Main image: Little Richard onstage in 1972. Credit: David Redfern / Getty
If it wasn’t for Specialty Records, you wouldn’t be reading this article – and not just because it’s an article about Specialty Records. The label that first discovered epochal rock’n’roll wildman Little Richard in the mid-1950s was so influential that without its existence, there would almost certainly have been no Beatlemania and no gender-bending from David Bowie and Prince.
In this unimaginable parallel universe, the needle is lifted and the entire pop cultural landscape – in all its diversity and gleeful dismantling of the status quo – becomes a barren tundra, leaving NME with no modern pop music to rhapsodize.
“The label was in business for a short amount of time,” explains Beverley Hills-based soul singer and all-round Specialty world expert Billy Vera, “but it was the cornerstone of rhythm and blues and rock’n’roll and gospel.”

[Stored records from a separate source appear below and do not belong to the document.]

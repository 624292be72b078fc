use std::sync::Arc;

use aide::{
	axum::{
		routing::{get, get_with},
		ApiRouter, IntoApiResponse,
	},
	openapi::OpenApi,
	scalar::Scalar,
};
use axum::{response::IntoResponse, Extension};

use crate::{extract::Json, openapi::SECURITY_SCHEME_BEARER};

/// The interactive documentation and the raw `OpenAPI` document it renders.
pub fn routes() -> ApiRouter {
	ApiRouter::new()
		.api_route_with(
			"/",
			get_with(
				Scalar::new("/docs/private/api.json")
					.with_title("Social API")
					.axum_handler(),
				|op| op.description("This documentation page."),
			),
			|p| p.security_requirement(SECURITY_SCHEME_BEARER),
		)
		.route("/private/api.json", get(serve_docs))
}

async fn serve_docs(Extension(api): Extension<Arc<OpenApi>>) -> impl IntoApiResponse {
	Json(api.as_ref()).into_response()
}

#[cfg(test)]
mod test {
	use axum::http::StatusCode;

	use crate::test::*;

	#[tokio::test]
	async fn test_openapi_document() {
		let app = app(lazy_pool());

		let response = app.get("/docs/private/api.json").await;

		assert_eq!(response.status_code(), StatusCode::OK);

		let api = response.json::<Value>();

		assert_eq!(api["info"]["title"], "Social API");
		let paths = api["paths"].as_object().unwrap();

		assert!(paths.keys().any(|path| path.ends_with("/like")));
		assert!(paths.keys().any(|path| path.contains("comment_id")));
		assert!(api["components"]["securitySchemes"]["Bearer"].is_object());
	}
}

Founded in Los Angeles in 1945 by enigmatic impresario Art Rupe, Specialty only operated for a decade-and-a-half, but in that time managed to completely explode the music scene – and we’re still sifting through the shrapnel in the here-and-now. That’s because Rupe took a chance on Little Richard, then a penniless 23-year-old dishwasher from Macon, Georgia, and in 1955 had him cut the seismic rock’n’roll banger ‘Tutti Frutti’, less a rock song than a Year Zero moment that laid the groundwork for the entirety of pop music in the subsequent six decades.

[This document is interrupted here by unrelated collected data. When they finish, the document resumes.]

use darling::{ast, FromMeta};
use proc_macro::TokenStream;
use quote::{format_ident, quote};

#[derive(FromMeta)]
struct RouteArgs {
	#[darling(multiple)]
	tag: Vec<syn::Expr>,
	#[darling(multiple)]
	response: Vec<ResponseArgs>,
}

#[derive(FromMeta)]
struct ResponseArgs {
	status: syn::LitInt,
	shape: Option<syn::Type>,
	description: Option<String>,
}

pub fn from_input(args: TokenStream, input: TokenStream) -> TokenStream {
	let args = match ast::NestedMeta::parse_meta_list(args.into()) {
		Ok(x) => x,
		Err(e) => return e.into_compile_error().into(),
	};

	let args = match RouteArgs::from_list(&args) {
		Ok(x) => x,
		Err(e) => return e.write_errors().into(),
	};

	let function = syn::parse_macro_input!(input as syn::ItemFn);
	let Some((summary, description)) = doc_comment(&function.attrs) else {
		return syn::Error::new_spanned(
			&function.sig.ident,
			"#[route] handlers need a doc comment, its first line is used as the summary",
		)
		.into_compile_error()
		.into();
	};

	let fn_name = format_ident!("{}_docs", function.sig.ident);
	let fn_vis = &function.vis;

	let description = description.map(|description| quote!(.description(#description)));
	let tags = args.tag.iter();
	let responses = args.response.into_iter().map(|response| {
		let status = response.status;
		let shape = response.shape.map_or_else(|| quote!(()), |x| quote!(#x));

		match response.description {
			Some(description) => quote! {
				.response_with::<#status, #shape, _>(|res| res.description(#description))
			},
			None => quote! {
				.response::<#status, #shape>()
			},
		}
	});

	quote! {
		#function

		#fn_vis fn #fn_name(op: aide::transform::TransformOperation) -> aide::transform::TransformOperation {
			op.summary(#summary)
				#description
				#(
					.tag(#tags)
				)*
				#(
					#responses
				)*
		}
	}
	.into()
}

/// Splits the doc comment into its first line and the rest.
fn doc_comment(attrs: &[syn::Attribute]) -> Option<(String, Option<String>)> {
	let lines = attrs
		.iter()
		.filter_map(|attr| {
			let syn::Meta::NameValue(ref doc) = attr.meta else {
				return None;
			};

			if !doc.path.is_ident("doc") {
				return None;
			}

			let syn::Expr::Lit(syn::ExprLit {
				lit: syn::Lit::Str(ref literal),
				..
			}) = doc.value
			else {
				return None;
			};

			Some(literal.value().trim().to_owned())
		})
		.filter(|line| !line.is_empty())
		.collect::<Vec<_>>();

	let (summary, rest) = lines.split_first()?;
	let description = (!rest.is_empty()).then(|| rest.join(" "));

	Some((summary.clone(), description))
}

When the ‘Rip It Up’ singer died last year, aged 87, every iconoclast from Sir Paul McCartney and Debbie Harry to Questlove and Iggy Pop lined up to pay him loving tribute. Macca acknowledged Little Richard’s direct influence on The Beatles when he tweeted: “I owe a lot of what I do to Little Richard and his style; and he knew it. He would say, ‘I taught Paul everything he knows.’ I had to admit he was right.”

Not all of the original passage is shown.